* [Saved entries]
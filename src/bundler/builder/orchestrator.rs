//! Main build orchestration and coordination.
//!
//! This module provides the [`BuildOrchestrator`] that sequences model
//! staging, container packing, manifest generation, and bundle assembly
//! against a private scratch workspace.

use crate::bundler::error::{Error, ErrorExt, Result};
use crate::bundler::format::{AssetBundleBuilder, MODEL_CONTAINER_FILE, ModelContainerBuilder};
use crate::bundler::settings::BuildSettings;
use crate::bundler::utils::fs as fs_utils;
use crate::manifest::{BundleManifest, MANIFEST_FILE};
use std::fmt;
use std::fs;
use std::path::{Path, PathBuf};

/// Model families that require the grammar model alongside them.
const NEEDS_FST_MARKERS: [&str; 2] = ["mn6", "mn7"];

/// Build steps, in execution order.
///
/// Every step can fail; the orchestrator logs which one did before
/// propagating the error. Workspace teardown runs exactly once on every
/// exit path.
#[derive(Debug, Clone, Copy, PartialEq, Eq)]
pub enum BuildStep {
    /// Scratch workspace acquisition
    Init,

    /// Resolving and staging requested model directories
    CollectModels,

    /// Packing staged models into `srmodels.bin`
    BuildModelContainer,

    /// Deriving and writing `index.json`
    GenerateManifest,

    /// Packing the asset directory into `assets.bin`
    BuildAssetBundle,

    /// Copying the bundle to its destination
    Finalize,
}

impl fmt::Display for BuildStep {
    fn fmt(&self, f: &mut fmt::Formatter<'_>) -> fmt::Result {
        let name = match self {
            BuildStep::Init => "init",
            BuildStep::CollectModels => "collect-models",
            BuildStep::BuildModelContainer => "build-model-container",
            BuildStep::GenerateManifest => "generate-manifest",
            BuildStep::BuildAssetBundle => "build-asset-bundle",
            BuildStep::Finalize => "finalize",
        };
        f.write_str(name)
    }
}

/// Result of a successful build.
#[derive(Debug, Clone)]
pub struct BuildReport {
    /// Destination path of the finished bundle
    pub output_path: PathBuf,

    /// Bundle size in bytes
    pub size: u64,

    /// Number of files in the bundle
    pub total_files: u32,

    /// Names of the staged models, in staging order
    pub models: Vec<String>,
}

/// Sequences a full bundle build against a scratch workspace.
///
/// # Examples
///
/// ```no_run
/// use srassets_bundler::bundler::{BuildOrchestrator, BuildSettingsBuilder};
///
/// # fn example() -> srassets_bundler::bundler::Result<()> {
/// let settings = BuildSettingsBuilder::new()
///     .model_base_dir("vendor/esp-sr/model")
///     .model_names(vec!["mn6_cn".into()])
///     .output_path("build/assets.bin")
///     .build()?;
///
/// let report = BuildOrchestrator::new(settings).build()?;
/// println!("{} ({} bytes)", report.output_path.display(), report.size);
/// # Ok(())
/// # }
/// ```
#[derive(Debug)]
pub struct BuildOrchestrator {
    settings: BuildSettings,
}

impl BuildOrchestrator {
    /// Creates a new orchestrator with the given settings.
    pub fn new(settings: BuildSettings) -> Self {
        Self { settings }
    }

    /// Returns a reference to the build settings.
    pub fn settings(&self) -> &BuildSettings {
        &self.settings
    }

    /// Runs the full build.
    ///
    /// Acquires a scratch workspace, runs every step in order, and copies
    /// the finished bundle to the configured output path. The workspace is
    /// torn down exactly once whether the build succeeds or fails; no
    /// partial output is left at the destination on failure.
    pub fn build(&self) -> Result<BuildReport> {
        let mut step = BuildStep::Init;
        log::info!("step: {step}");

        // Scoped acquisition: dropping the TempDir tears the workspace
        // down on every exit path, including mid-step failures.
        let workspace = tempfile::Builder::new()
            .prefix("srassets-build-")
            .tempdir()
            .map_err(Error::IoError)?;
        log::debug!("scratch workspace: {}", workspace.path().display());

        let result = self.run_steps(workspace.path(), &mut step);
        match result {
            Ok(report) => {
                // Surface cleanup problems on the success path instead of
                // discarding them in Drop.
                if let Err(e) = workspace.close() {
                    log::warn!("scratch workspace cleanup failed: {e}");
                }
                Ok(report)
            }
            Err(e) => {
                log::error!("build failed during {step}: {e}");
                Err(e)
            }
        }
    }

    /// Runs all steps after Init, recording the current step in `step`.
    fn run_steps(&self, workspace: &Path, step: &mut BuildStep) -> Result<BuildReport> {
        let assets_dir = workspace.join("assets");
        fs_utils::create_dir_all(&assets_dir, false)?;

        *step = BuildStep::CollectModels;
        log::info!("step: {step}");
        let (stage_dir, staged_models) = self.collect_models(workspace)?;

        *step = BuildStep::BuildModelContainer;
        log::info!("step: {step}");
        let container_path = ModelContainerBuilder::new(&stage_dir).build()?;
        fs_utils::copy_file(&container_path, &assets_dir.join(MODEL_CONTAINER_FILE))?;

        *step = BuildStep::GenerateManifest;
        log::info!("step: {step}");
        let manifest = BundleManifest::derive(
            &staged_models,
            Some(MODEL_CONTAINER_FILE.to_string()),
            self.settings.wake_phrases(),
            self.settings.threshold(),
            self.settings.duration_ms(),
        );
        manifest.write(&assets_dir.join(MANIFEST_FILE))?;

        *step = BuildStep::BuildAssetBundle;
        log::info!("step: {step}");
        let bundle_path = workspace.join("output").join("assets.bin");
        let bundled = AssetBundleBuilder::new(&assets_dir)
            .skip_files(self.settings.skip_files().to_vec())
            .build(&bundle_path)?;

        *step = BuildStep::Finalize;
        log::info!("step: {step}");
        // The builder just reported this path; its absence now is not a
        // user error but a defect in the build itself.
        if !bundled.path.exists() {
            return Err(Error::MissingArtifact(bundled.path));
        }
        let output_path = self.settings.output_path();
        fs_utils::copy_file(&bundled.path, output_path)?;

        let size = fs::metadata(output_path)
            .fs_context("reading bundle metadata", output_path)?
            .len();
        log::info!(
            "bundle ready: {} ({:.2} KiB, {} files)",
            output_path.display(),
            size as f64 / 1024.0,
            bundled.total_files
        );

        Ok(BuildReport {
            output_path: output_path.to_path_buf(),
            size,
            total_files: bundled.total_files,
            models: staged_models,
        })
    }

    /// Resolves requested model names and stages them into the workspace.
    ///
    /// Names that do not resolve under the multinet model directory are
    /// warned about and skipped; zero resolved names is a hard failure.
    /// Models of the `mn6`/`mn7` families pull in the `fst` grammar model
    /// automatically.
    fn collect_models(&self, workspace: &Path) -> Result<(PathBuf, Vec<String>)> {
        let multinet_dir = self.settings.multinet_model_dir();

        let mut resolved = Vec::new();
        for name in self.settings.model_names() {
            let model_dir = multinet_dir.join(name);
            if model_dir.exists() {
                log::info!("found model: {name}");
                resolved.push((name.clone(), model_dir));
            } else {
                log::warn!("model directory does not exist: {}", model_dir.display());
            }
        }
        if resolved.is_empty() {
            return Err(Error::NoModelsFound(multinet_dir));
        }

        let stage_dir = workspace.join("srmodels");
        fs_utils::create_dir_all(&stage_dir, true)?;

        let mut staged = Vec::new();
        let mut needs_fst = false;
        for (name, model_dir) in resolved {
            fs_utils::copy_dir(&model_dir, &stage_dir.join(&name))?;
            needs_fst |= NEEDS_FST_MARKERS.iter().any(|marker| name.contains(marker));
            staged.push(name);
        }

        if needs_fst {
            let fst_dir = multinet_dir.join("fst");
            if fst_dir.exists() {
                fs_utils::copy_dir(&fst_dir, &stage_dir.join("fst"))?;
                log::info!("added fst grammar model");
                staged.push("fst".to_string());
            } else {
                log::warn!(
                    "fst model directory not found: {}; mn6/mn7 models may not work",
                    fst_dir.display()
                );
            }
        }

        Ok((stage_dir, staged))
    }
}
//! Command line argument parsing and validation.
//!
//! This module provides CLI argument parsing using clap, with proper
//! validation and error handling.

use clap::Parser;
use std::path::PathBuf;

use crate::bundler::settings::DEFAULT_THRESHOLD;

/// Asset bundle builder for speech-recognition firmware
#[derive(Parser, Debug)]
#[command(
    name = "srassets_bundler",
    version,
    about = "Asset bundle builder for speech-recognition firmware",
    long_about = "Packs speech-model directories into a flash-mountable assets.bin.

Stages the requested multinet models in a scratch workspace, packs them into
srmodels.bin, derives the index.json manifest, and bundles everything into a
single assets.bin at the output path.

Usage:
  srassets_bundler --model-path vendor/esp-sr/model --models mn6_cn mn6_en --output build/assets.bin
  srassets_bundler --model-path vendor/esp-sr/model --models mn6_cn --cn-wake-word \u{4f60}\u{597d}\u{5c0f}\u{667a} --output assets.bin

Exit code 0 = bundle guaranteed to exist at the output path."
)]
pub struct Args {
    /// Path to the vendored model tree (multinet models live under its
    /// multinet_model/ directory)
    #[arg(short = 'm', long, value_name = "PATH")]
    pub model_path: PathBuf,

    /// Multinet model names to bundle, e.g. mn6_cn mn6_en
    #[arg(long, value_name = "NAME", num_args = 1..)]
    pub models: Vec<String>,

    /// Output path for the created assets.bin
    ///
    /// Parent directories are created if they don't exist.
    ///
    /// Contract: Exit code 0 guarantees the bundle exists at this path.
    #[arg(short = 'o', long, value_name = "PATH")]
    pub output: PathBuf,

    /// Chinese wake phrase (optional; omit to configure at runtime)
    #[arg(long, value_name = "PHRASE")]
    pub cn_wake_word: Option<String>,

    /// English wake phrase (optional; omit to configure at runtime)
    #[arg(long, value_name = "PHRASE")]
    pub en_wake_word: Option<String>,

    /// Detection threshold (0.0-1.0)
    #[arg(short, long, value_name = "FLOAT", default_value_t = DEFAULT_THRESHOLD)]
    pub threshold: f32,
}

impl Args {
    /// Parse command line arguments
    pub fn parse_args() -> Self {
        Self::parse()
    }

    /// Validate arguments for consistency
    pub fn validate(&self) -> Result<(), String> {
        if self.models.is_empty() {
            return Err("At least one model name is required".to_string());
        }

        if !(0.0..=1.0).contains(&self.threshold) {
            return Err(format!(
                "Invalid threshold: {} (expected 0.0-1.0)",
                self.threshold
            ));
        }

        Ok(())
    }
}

* [ACTION ITEM]
Using the entries above, copy out all lines that contain the string "false".

* [SOLUTION FOR THIS TASK]
        fs_utils::create_dir_all(&assets_dir, false)?;
        let mut needs_fst = false;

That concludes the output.